The artifact bundle ships at apps/web/public/artifacts/lead-enrichment-clay-claude/ and contains the skill body (SKILL.md) plus three reference templates the operator fills in once and the skill loads on every run.

When to use

You have a Clay table (or a CSV of leads exportable to Clay) with at least a populated domain column, and you need to push enriched records into HubSpot, Salesforce, Attio, or a sequencer.
Volume is in the hundreds-to-tens-of-thousands per batch. Below that, hand-writing openers is faster. Above that, the cost discipline in this skill (ICP-gated opener generation, single-call extraction, per-host fetch caps) is what keeps the per-row spend sane.
Reps are willing to read the draft opener before it sends. The whole design assumes a human eyeball between draft and send, and degrades badly without one.
You want a single skill the team can call from both Clay AI columns and from a Claude Code session running the Anthropic Batch API over an exported list — the skill body is identical in both surfaces.

When NOT to use

Auto-send sequencers. If the plan is “wire opener_draft straight into the first sequence step”, stop. The opener carries an opener_confidence field for a reason: roughly one in five drafts needs a rewrite. Auto-sending them is the failure mode the skill is designed against.
Lists without a documented lawful basis to process. Scraped EU or UK contacts without prior consent, Quebec leads under Law 25, California consumer data without a CCPA pathway — the skill will enrich anything you point it at, and that is exactly why the operator must check first. The MDX page ships a “Do NOT invoke” block in SKILL.md covering this; don’t comment it out.
Account-level discovery briefs. Use the account-research skill instead. That one does deep persona mapping and pain hypotheses; this one optimizes for batch volume and cost-per-row.
Decisions that require licensed financial data (S&P, Pitchbook). This skill reads public web only and will not fabricate revenue figures from homepage copy.
Lists where the source data is junk. Garbage domains in, garbage drafts out. Run Clay’s domain validation column upstream; parked domains and 404s are skipped by the skill but you are still paying credits to find that out.

Setup

Drop the skill into your environment. For Claude.ai, import the SKILL.md from apps/web/public/artifacts/lead-enrichment-clay-claude/SKILL.md and upload the three files in references/. For Claude Code, copy the directory to ~/.claude/skills/lead-enrichment/.
Replace every {...} placeholder in references/1-icp-rubric.md with your team’s actual ICP. The skill detects unsubstituted placeholders and refuses to score against a template — score: null, reason: "rubric not configured" instead of guessing. This is intentional; a wrong rubric is worse than no rubric.
Edit references/2-opener-style-guide.md with your team’s voice and banned phrases. The defaults ban the obvious LLM tells (“I noticed”, “love what you’re doing”, any superlative); add company- specific bans as your reps flag them.
Edit references/3-source-quality-matrix.md to declare the preference order between whatever enrichment vendors are wired into your Clay table upstream of this skill. Without a declared order, the snapshot step flip-flops between Apollo and Clearbit run to run, and ICP scores drift.
In Clay, create three AI columns referencing the skill: summary, icp_fit_score, opener_draft. Map the inputs per the “Inputs” section of SKILL.md. Set the destination push to HubSpot (or your CRM) and route opener_draft into a sequence variable on a step that requires manual approval, not auto-send.
Run on a 20-row sample. Spot-check: do the snapshot facts trace to real homepage copy, do the ICP scores land in a sane distribution, do the openers pass the style guide. Tune the rubric and style guide before scaling up. The first 100 rows are calibration data; treat them that way.
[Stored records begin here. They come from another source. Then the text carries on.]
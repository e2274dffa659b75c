//! Backend-neutral input and window events
//!
//! Backends translate their native events into [`NativeEvent`] so the
//! window's input state never depends on a particular windowing library.

/// State change reported for a key
#[derive(Debug, Clone, Copy, PartialEq, Eq)]
pub enum KeyAction {
    /// Key went down
    Press,
    /// Key came up
    Release,
    /// Key is held and the OS generated a repeat
    Repeat,
}

impl From<glfw::Action> for KeyAction {
    fn from(action: glfw::Action) -> Self {
        match action {
            glfw::Action::Press => Self::Press,
            glfw::Action::Release => Self::Release,
            glfw::Action::Repeat => Self::Repeat,
        }
    }
}

/// Event delivered by a backend during an event pump
#[derive(Debug, Clone, Copy, PartialEq)]
pub enum NativeEvent {
    /// Keyboard key changed state; `code` is the raw key code and may be out of range
    Key {
        /// Raw key code (GLFW numbering)
        code: i32,
        /// What happened to the key
        action: KeyAction,
    },
    /// Cursor moved to a new position in window coordinates
    CursorPos {
        /// Horizontal position
        x: f64,
        /// Vertical position, growing downward
        y: f64,
    },
    /// Drawable surface changed size in pixels
    FramebufferResized {
        /// New width in pixels
        width: u32,
        /// New height in pixels
        height: u32,
    },
    /// User asked the window to close
    CloseRequested,
}

impl NativeEvent {
    /// Translate a GLFW event, dropping kinds this crate does not track
    pub fn from_glfw(event: &glfw::WindowEvent) -> Option<Self> {
        match *event {
            glfw::WindowEvent::Key(key, _, action, _) => Some(Self::Key {
                code: key as i32,
                action: action.into(),
            }),
            glfw::WindowEvent::CursorPos(x, y) => Some(Self::CursorPos { x, y }),
            glfw::WindowEvent::FramebufferSize(width, height) => Some(Self::FramebufferResized {
                width: u32::try_from(width).unwrap_or(0),
                height: u32::try_from(height).unwrap_or(0),
            }),
            glfw::WindowEvent::Close => Some(Self::CloseRequested),
            _ => None,
        }
    }
}

#[cfg(test)]
mod tests {
    use super::*;

    #[test]
    fn test_glfw_key_translation() {
        let event = glfw::WindowEvent::Key(
            glfw::Key::W,
            17,
            glfw::Action::Press,
            glfw::Modifiers::empty(),
        );

        assert_eq!(
            NativeEvent::from_glfw(&event),
            Some(NativeEvent::Key { code: 87, action: KeyAction::Press })
        );
    }

    #[test]
    fn test_unknown_key_keeps_negative_code() {
        let event = glfw::WindowEvent::Key(
            glfw::Key::Unknown,
            0,
            glfw::Action::Release,
            glfw::Modifiers::empty(),
        );

        assert_eq!(
            NativeEvent::from_glfw(&event),
            Some(NativeEvent::Key { code: -1, action: KeyAction::Release })
        );
    }

    #[test]
    fn test_untracked_events_are_dropped() {
        assert_eq!(NativeEvent::from_glfw(&glfw::WindowEvent::Focus(true)), None);
        assert_eq!(
            NativeEvent::from_glfw(&glfw::WindowEvent::FramebufferSize(1600, 1200)),
            Some(NativeEvent::FramebufferResized { width: 1600, height: 1200 })
        );
    }
}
What the skill actually does

Per row, four sub-tasks in order:

Resolve and fetch. https://{domain} with a 10-second timeout and one redirect hop, then best-effort /about, /company, /customers. Parked / 404 / empty-body domains return status: unreachable and skip the rest. Per-host concurrency cap is 2, with a 250ms minimum delay and a single back-off retry on 429.
Extract structured snapshot in one Claude call: industry, size_signal, value_prop, optional recent_signal with URL. Single call rather than three because round-trip count is the dominant cost-per-row driver at scale and the extraction prompt stays reliable in one pass.
Score against the ICP rubric. Loads references/1-icp-rubric.md, returns 1-10 with a one-line reason that names the rubric dimension that drove the score.
Generate opener — only if score clears the threshold (default 6/10). Hard rules in the prompt: 50-word cap, references exactly one fact from the snapshot, no superlatives, no invented company claims, no fake-pain question close. Returns opener_confidence 0.0-1.0; under 0.5 is flagged for rewrite.

The output of one row is a JSON block embedded in Markdown — Clay’s AI column parses it, and a human reading the run log can scan it. Full schema and a worked example are in the “Output format” section of apps/web/public/artifacts/lead-enrichment-clay-claude/SKILL.md.

Cost reality

There are two cost lines: Anthropic tokens and Clay credits.

Anthropic tokens at Sonnet pricing (input $3/MTok, output $15/MTok as of authoring date):

Steps 1+2 (fetch + extract): ~3.5K input tokens (homepage + about truncated to ~8K char) + ~250 output tokens. Roughly $0.014/row.
Step 3 (ICP score): ~1K input + ~80 output. Roughly $0.004/row.
Step 4 (opener, only when score >= threshold): ~1.2K input + ~120 output. Roughly $0.005/row.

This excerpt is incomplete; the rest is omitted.